Yeah, i know. And Noodles's V? that guitar it's freaking hot!


----------



## VforVendetta00 (Mar 22, 2007)

Seedawakener said:


> A WARRIOR V SEVEN!!!  The hottest bodyshape that has ever existed!



it is indeed, i love playing mine


----------



## noodles (Mar 23, 2007)

metalfiend666 said:


> Yep, Steve's (Technomancer) guitar is the very bottom one and mine's the one above it. Noodles and V for Vendetta both own 7 string V's made by him too. Noodles really knows a lot of the good things that Rob can do, so hopefully he'll chime in soon.



In all honestly, the guitars Rob is building now are nicer than my V. When he sent me the S-II prototype, I was just floored. My V7 is nice, but it has a bit of that homemade feel to it. The S-II has a far more professional feel to it, on par with the work coming out of the Jackson Custom Shop. Literally everything--fretwork, paint, transition between the painted body and oiled neck, playability, fit and finish--is better.


----------



## noodles (Mar 23, 2007)

SJH said:


> So i got some sort of discount on em. Can get me a custom made(from scratch) guitar for no more than $1500. WHich is a steal for custom made. I dont know what i want though. I know its gonna be a 7 stringer and have an ebony board. Just cant decide on anything else.

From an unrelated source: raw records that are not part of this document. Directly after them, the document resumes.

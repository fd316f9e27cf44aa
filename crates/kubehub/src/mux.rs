//! Fan-in of independent watch event streams into one ordered channel.

use std::pin::Pin;

use futures::{Stream, StreamExt};
use tokio::sync::mpsc;
use tokio::task::JoinHandle;
use tracing::debug;

use kube::api::DynamicObject;
use topo_core::{EventKind, ResourceKind};

/// One event as delivered by a source stream. The kind tag comes from the
/// watched API, not from inspecting the object.
#[derive(Debug)]
pub struct RawEvent {
    pub event: EventKind,
    pub kind: ResourceKind,
    pub object: DynamicObject,
}

pub type EventSource = Pin<Box<dyn Stream<Item = RawEvent> + Send>>;

/// Copies events from N sources into a single unbounded channel and replays
/// the ones whose type is in the allow-list. Delivery order is whatever the
/// underlying streams produce; nothing is deduplicated or reordered.
pub struct WatchMux {
    sources: Vec<EventSource>,
    filters: Vec<EventKind>,
    tx: Option<mpsc::UnboundedSender<RawEvent>>,
    rx: mpsc::UnboundedReceiver<RawEvent>,
    forwarders: Vec<JoinHandle<()>>,
}

impl WatchMux {
    pub fn new(sources: Vec<EventSource>) -> Self {
        let (tx, rx) = mpsc::unbounded_channel();
        Self { sources, filters: Vec::new(), tx: Some(tx), rx, forwarders: Vec::new() }
    }

    /// Set the accepted event types. Events of any other type are read off
    /// the channel and discarded.
    pub fn with_filters(mut self, filters: Vec<EventKind>) -> Self {
        self.filters = filters;
        self
    }

    /// Spawn one forwarding task per source. After this the channel closes
    /// once every source ends or is stopped.
    pub fn start(&mut self) {
        let tx = match self.tx.take() {
            Some(tx) => tx,
            None => return,
        };
        for mut source in self.sources.drain(..) {
            let tx = tx.clone();
            self.forwarders.push(tokio::spawn(async move {
                while let Some(ev) = source.next().await {
                    if tx.send(ev).is_err() {
                        break;
                    }
                }
            }));
        }
    }

    /// Blocking loop: invoke the handler for every accepted event until all
    /// forwarders are gone and the channel drains.
    pub async fn listen<F>(&mut self, mut on_event: F)
    where
        F: FnMut(RawEvent),
    {
        while let Some(ev) = self.rx.recv().await {
            if self.filters.iter().any(|f| *f == ev.event) {
                metrics::counter!("watch_events_total", 1u64, "kind" => ev.kind.as_str());
                on_event(ev);
            }
        }
        debug!("watch mux channel closed");
    }

    /// Cancel every forwarding task. Events already in the channel may still
    /// be delivered by a concurrent `listen`.
    pub fn stop(&mut self) {
        for handle in self.forwarders.drain(..) {
            handle.abort();
        }
    }
}

impl Drop for WatchMux {
    fn drop(&mut self) {
        self.stop();
    }
}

It is absolutely worth the money. I don't think you can come anywhere close to a KxK for the money Rob is charging. We A/B'ed this guitar:










...with Mike's custom shop 7-string Jackson Soloist, and they were practically at the same level. That Soloist would cost you nearly three grand. If you have the money, go for it, because it will absolutely destroy anything you'd get from Ibanez, Schecter, LTD, BC Rich, or Jackson (COW7).

BTW: This guitar was designed in collaboration with sevenstring.org. I pressured Rob for about three months straight to offer a guitar with the familiar Strat shape everyone is comfortable with. When he finally agreed, I compiled suggestions from everyone here, and Rob mocked the instrument up. More input led to changes to the mock up, leading to the construction of the prototype you see here. So, odds are that if you have a complaint with a production seven, it has been addressed here.

What's funny is that I will probably never own one. I'm a V guy, and Rob is already building me a second one.


----------



## HighGain510 (Mar 23, 2007)

I joined right before Rob was offerring that group discount deal and since I didn't have a 7 and knew I wanted a Carvin I didn't get in on it... after meeting him and seeing the guitars at NAMM I'm kicking myself.  Think I could get the extended "saw it, need it" discount?


----------



## Invader (Mar 23, 2007)

I saw the discount thread when the deal was open, but didn't have any money for a new guitar at the moment.  

I got a job, now I do. Just my luck.


----------



## IB-studjent- (Mar 28, 2011)

How can i get a KXK for 1500 ?


----------



## Might-is-Right (Mar 28, 2011)

Well, judging by the date of the original thread I'd say you'd have to build yourself a time machine.

That, or get really lucky on a used one. Even at "regular" price these guitars are worth every penny...


----------



## technomancer (Mar 28, 2011)

IB-studjent- said:


> How can i get a KXK for 1500 ?



Check thread dates before posting.

That said, there may be an Sii-7 short run with a base price around $1999 in the next couple months.


----------